The decades-long journey to bring Jim Carroll‘s gut punch of a memoir to the big screen was finally at the casting crossroads, and it was time to fill the role of the former teen basketball talent, hustler and heroin addict who splashed onto the literary scene chronicling his demons and became a celebrated writer, poet, punk rocker and all-around New York cultural icon unto himself.

From Matt Dillon and River Phoenix to Ethan Hawke and Eric Stoltz, the 1980s’ freshest faces had all been ready to get dirty at some point over the years. But the years kept going by, and the project kept changing hands.

Leonardo DiCaprio had only made a couple of movies (not including the scenes he shot for Drew Barrymore‘s femme fatale thriller Poison Ivy that were left on the cutting room floor), but the 20-year-old actor was already Oscar-nominated, for What’s Eating Gilbert Grape?, and had even already starred in a coming-of-age tale adapted from a memoir, This Boy’s Life.

But as far as most everyone was concerned, the combination of Leo’s proven acting chops and his physical resemblance to Carroll (“I wasn’t quite as thin!” the writer later protested) earned him the part over a slew of his peers. 

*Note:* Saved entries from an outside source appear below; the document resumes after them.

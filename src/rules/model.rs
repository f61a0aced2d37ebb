use crate::core::account::AccountId;
use crate::core::journal::JournalId;
use crate::core::partner::{CategoryId, PartnerId};
use crate::core::tax::TaxId;
use rust_decimal::Decimal;
use rust_decimal_macros::dec;
use serde::{Deserialize, Serialize};

/// What a matched rule does with a statement line.
#[derive(Debug, Clone, Copy, PartialEq, Eq, Default, Serialize, Deserialize)]
#[serde(rename_all = "snake_case")]
pub enum RuleType {
    /// Journal items are created manually; never evaluated in a batch.
    #[default]
    Manual,
    /// Always matches; suggests a write-off counter-entry.
    WriteOff,
    /// Suggests a match against open invoices/bills.
    Invoices,
}

/// Restriction on the sign of the statement amount.
#[derive(Debug, Clone, Copy, PartialEq, Eq, Default, Serialize, Deserialize)]
#[serde(rename_all = "snake_case")]
pub enum AmountNature {
    Received,
    Paid,
    #[default]
    Both,
}

/// Bound on the statement line's absolute amount, compared at the
/// line currency's decimal precision.
#[derive(Debug, Clone, PartialEq, Serialize, Deserialize)]
#[serde(rename_all = "snake_case")]
pub enum AmountCondition {
    Lower(Decimal),
    Greater(Decimal),
    Between(Decimal, Decimal),
}

/// Restriction on the statement line's label.
#[derive(Debug, Clone, PartialEq, Serialize, Deserialize)]
#[serde(rename_all = "snake_case")]
pub enum LabelCondition {
    /// Case-insensitive substring containment.
    Contains(String),
    /// Negation of `Contains`.
    NotContains(String),
    /// Regular expression match.
    MatchRegex(String),
}

/// How a write-off line's amount is derived from the leftover balance.
#[derive(Debug, Clone, PartialEq, Serialize, Deserialize)]
#[serde(rename_all = "snake_case")]
pub enum WriteOffAmount {
    /// Fixed amount; negative counts as a debit, positive as a credit.
    Fixed(Decimal),
    /// Percentage of the leftover balance.
    Percentage(Decimal),
}

impl Default for WriteOffAmount {
    fn default() -> Self {
        Self::Percentage(dec!(100))
    }
}

/// Template for one generated write-off line.
#[derive(Debug, Clone, Default, Serialize, Deserialize)]
pub struct WriteOffTemplate {
    /// Target account. Without one, no write-off lines are generated.
    #[serde(default)]
    pub account: Option<AccountId>,
    /// Label put on the generated journal line.
    #[serde(default)]
    pub label: String,
    #[serde(default)]
    pub amount: WriteOffAmount,
    /// Optional tax applied to the line.
    #[serde(default)]
    pub tax: Option<TaxId>,
    /// Treat the tax as price-included even when it is not.
    #[serde(default)]
    pub force_tax_included: bool,
}

impl WriteOffTemplate {
    pub fn new(account: AccountId, label: impl Into<String>) -> Self {
        Self {
            account: Some(account),
            label: label.into(),
            amount: WriteOffAmount::default(),
            tax: None,
            force_tax_included: false,
        }
    }

    pub fn with_amount(mut self, amount: WriteOffAmount) -> Self {
        self.amount = amount;
        self
    }

    pub fn with_tax(mut self, tax: TaxId) -> Self {
        self.tax = Some(tax);
        self
    }
}

fn default_sequence() -> u32 {
    10
}

fn default_true() -> bool {
    true
}

fn default_total_amount_param() -> Decimal {
    dec!(100)
}

/// A named, ordered reconciliation rule.
///
/// Rules are evaluated in `(sequence, id)` order. All configured
/// criteria must hold for a rule to claim a statement line; each
/// criterion is independently toggle-able.
///
/// # Examples
///
/// ```
/// use reconcile_engine::rules::model::{LabelCondition, ReconcileModel, RuleType};
///
/// let rule = ReconcileModel::new(1, "Customer wires", RuleType::Invoices)
///     .with_label(LabelCondition::Contains("WIRE".into()));
/// assert_eq!(rule.sequence, 10);
/// ```
#[derive(Debug, Clone, Serialize, Deserialize)]
pub struct ReconcileModel {
    pub id: u32,
    pub name: String,
    #[serde(default = "default_sequence")]
    pub sequence: u32,
    #[serde(default)]
    pub rule_type: RuleType,
    /// Reconcile matched lines automatically instead of suggesting.
    #[serde(default)]
    pub auto_reconcile: bool,

    // --- Conditions ---
    /// Restrict to statement lines of these journals (empty = any).
    #[serde(default)]
    pub match_journals: Vec<JournalId>,
    #[serde(default)]
    pub nature: AmountNature,
    #[serde(default)]
    pub match_amount: Option<AmountCondition>,
    #[serde(default)]
    pub match_label: Option<LabelCondition>,
    /// Restrict to candidates in the statement line's currency.
    #[serde(default = "default_true")]
    pub match_same_currency: bool,
    /// Require candidate residuals to cover the statement amount.
    #[serde(default = "default_true")]
    pub match_total_amount: bool,
    /// Minimum coverage percentage, clamped to 0..=100.
    #[serde(default = "default_total_amount_param")]
    pub match_total_amount_param: Decimal,
    /// Apply only when the statement line has a partner.
    #[serde(default)]
    pub partner_is_set: bool,
    /// Restrict to these statement line partners (empty = any).
    #[serde(default)]
    pub match_partners: Vec<PartnerId>,
    /// Restrict to partners carrying any of these tags (empty = any).
    #[serde(default)]
    pub match_partner_categories: Vec<CategoryId>,

    // --- Write-off ---
    #[serde(default)]
    pub write_off: WriteOffTemplate,
    /// Optional second line absorbing the remaining balance.
    #[serde(default)]
    pub second_write_off: Option<WriteOffTemplate>,
}

impl ReconcileModel {
    pub fn new(id: u32, name: impl Into<String>, rule_type: RuleType) -> Self {
        Self {
            id,
            name: name.into(),
            sequence: default_sequence(),
            rule_type,
            auto_reconcile: false,
            match_journals: Vec::new(),
            nature: AmountNature::Both,
            match_amount: None,
            match_label: None,
            match_same_currency: true,
            match_total_amount: true,
            match_total_amount_param: default_total_amount_param(),
            partner_is_set: false,
            match_partners: Vec::new(),
            match_partner_categories: Vec::new(),
            write_off: WriteOffTemplate::default(),
            second_write_off: None,
        }
    }

    pub fn with_sequence(mut self, sequence: u32) -> Self {
        self.sequence = sequence;
        self
    }

    pub fn auto_reconciling(mut self) -> Self {
        self.auto_reconcile = true;
        self
    }

    pub fn with_journals(mut self, journals: Vec<JournalId>) -> Self {
        self.match_journals = journals;
        self
    }

    pub fn with_nature(mut self, nature: AmountNature) -> Self {
        self.nature = nature;
        self
    }

    pub fn with_amount(mut self, condition: AmountCondition) -> Self {
        self.match_amount = Some(condition);
        self
    }

    pub fn with_label(mut self, condition: LabelCondition) -> Self {
        self.match_label = Some(condition);
        self
    }

    /// Set the coverage percentage, clamping to 0..=100.
    pub fn with_total_amount_param(mut self, param: Decimal) -> Self {
        self.match_total_amount_param = param.clamp(Decimal::ZERO, dec!(100));
        self
    }

    pub fn without_total_amount_check(mut self) -> Self {
        self.match_total_amount = false;
        self
    }

    pub fn requiring_partner(mut self) -> Self {
        self.partner_is_set = true;
        self
    }

    pub fn with_partners(mut self, partners: Vec<PartnerId>) -> Self {
        self.match_partners = partners;
        self
    }

    pub fn with_partner_categories(mut self, categories: Vec<CategoryId>) -> Self {
        self.match_partner_categories = categories;
        self
    }

    pub fn with_write_off(mut self, template: WriteOffTemplate) -> Self {
        self.write_off = template;
        self
    }

    pub fn with_second_write_off(mut self, template: WriteOffTemplate) -> Self {
        self.second_write_off = Some(template);
        self
    }

    /// Ordering key for rule evaluation.
    pub fn order_key(&self) -> (u32, u32) {
        (self.sequence, self.id)
    }

    /// Coverage percentage normalized into 0..=100.
    pub fn total_amount_param(&self) -> Decimal {
        self.match_total_amount_param.clamp(Decimal::ZERO, dec!(100))
    }
}
use crate::core::account::AccountId;
use crate::core::currency::{CurrencyCode, CurrencyTable};
use crate::core::partner::PartnerId;
use crate::core::tax::TaxId;
use rust_decimal::Decimal;
use serde::{Deserialize, Serialize};
use std::cmp::Ordering;
use std::fmt;
use uuid::Uuid;

/// Identifier of a bank journal (e.g. "BNK1").
#[derive(Debug, Clone, PartialEq, Eq, Hash, PartialOrd, Ord, Serialize, Deserialize)]
#[serde(transparent)]
pub struct JournalId(String);

impl JournalId {
    pub fn new(id: impl Into<String>) -> Self {
        Self(id.into())
    }

    pub fn as_str(&self) -> &str {
        &self.0
    }
}

impl fmt::Display for JournalId {
    fn fmt(&self, f: &mut fmt::Formatter<'_>) -> fmt::Result {
        write!(f, "{}", self.0)
    }
}

impl From<&str> for JournalId {
    fn from(s: &str) -> Self {
        Self::new(s)
    }
}

/// A single debit/credit line of a journal entry.
///
/// Exactly one of `debit` / `credit` is non-zero on lines the engine
/// generates; both amounts are non-negative.
#[derive(Debug, Clone, PartialEq, Serialize, Deserialize)]
pub struct JournalLine {
    pub label: String,
    pub account: AccountId,
    #[serde(default)]
    pub partner: Option<PartnerId>,
    pub debit: Decimal,
    pub credit: Decimal,
    #[serde(default)]
    pub taxes: Vec<TaxId>,
}

impl JournalLine {
    pub fn new(label: impl Into<String>, account: AccountId, debit: Decimal, credit: Decimal) -> Self {
        Self {
            label: label.into(),
            account,
            partner: None,
            debit,
            credit,
            taxes: Vec::new(),
        }
    }

    /// A pure debit line.
    pub fn debit(label: impl Into<String>, account: AccountId, amount: Decimal) -> Self {
        Self::new(label, account, amount, Decimal::ZERO)
    }

    /// A pure credit line.
    pub fn credit(label: impl Into<String>, account: AccountId, amount: Decimal) -> Self {
        Self::new(label, account, Decimal::ZERO, amount)
    }

    pub fn with_partner(mut self, partner: PartnerId) -> Self {
        self.partner = Some(partner);
        self
    }

    pub fn with_taxes(mut self, taxes: Vec<TaxId>) -> Self {
        self.taxes = taxes;
        self
    }

    /// Signed balance of the line: debit minus credit.
    pub fn balance(&self) -> Decimal {
        self.debit - self.credit
    }
}

/// A journal entry: an ordered set of debit/credit lines.
///
/// The executor only ever posts balanced entries — total debit equals
/// total credit.
///
/// # Examples
///
/// ```
/// use reconcile_engine::core::account::AccountId;
/// use reconcile_engine::core::journal::{JournalEntry, JournalLine};
/// use rust_decimal_macros::dec;
///
/// let mut entry = JournalEntry::new();
/// entry.push(JournalLine::new("wire", AccountId::new("101401"), dec!(100), dec!(0)));
/// entry.push(JournalLine::new("INV-1", AccountId::new("121000"), dec!(0), dec!(100)));
/// assert!(entry.is_balanced());
/// ```
#[derive(Debug, Clone, Default, Serialize, Deserialize)]
pub struct JournalEntry {
    id: Uuid,
    lines: Vec<JournalLine>,
}

impl JournalEntry {
    pub fn new() -> Self {
        Self {
            id: Uuid::new_v4(),
            lines: Vec::new(),
        }
    }

    pub fn id(&self) -> Uuid {
        self.id
    }

    pub fn push(&mut self, line: JournalLine) {
        self.lines.push(line);
    }

    pub fn extend(&mut self, lines: impl IntoIterator<Item = JournalLine>) {
        self.lines.extend(lines);
    }

    pub fn lines(&self) -> &[JournalLine] {
        &self.lines
    }

    pub fn len(&self) -> usize {
        self.lines.len()
    }

    pub fn is_empty(&self) -> bool {
        self.lines.is_empty()
    }

    pub fn total_debit(&self) -> Decimal {
        self.lines.iter().map(|l| l.debit).sum()
    }

    pub fn total_credit(&self) -> Decimal {
        self.lines.iter().map(|l| l.credit).sum()
    }

    /// Whether total debit exactly equals total credit.
    pub fn is_balanced(&self) -> bool {
        self.total_debit() == self.total_credit()
    }

    /// Whether the entry balances at the given currency's precision.
    ///
    /// Posted entries may carry a sub-precision residual; this is the
    /// check the executor applies before posting.
    pub fn is_balanced_in(&self, currencies: &CurrencyTable, currency: &CurrencyCode) -> bool {
        currencies.compare(self.total_debit(), self.total_credit(), currency) == Ordering::Equal
    }
}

“With this role, I saw a character that would take a lot of work and would require a lot of exploration into something I’ve never dealt with before,” DiCaprio told the San Francisco Chronicle in 1995 ahead of the film’s April 21 release. “There were a lot of emotions that I would have to deal with, and basically, it was a cool character.”

What more could a young star with the world on his plate even pre-Titanic have wanted in a movie?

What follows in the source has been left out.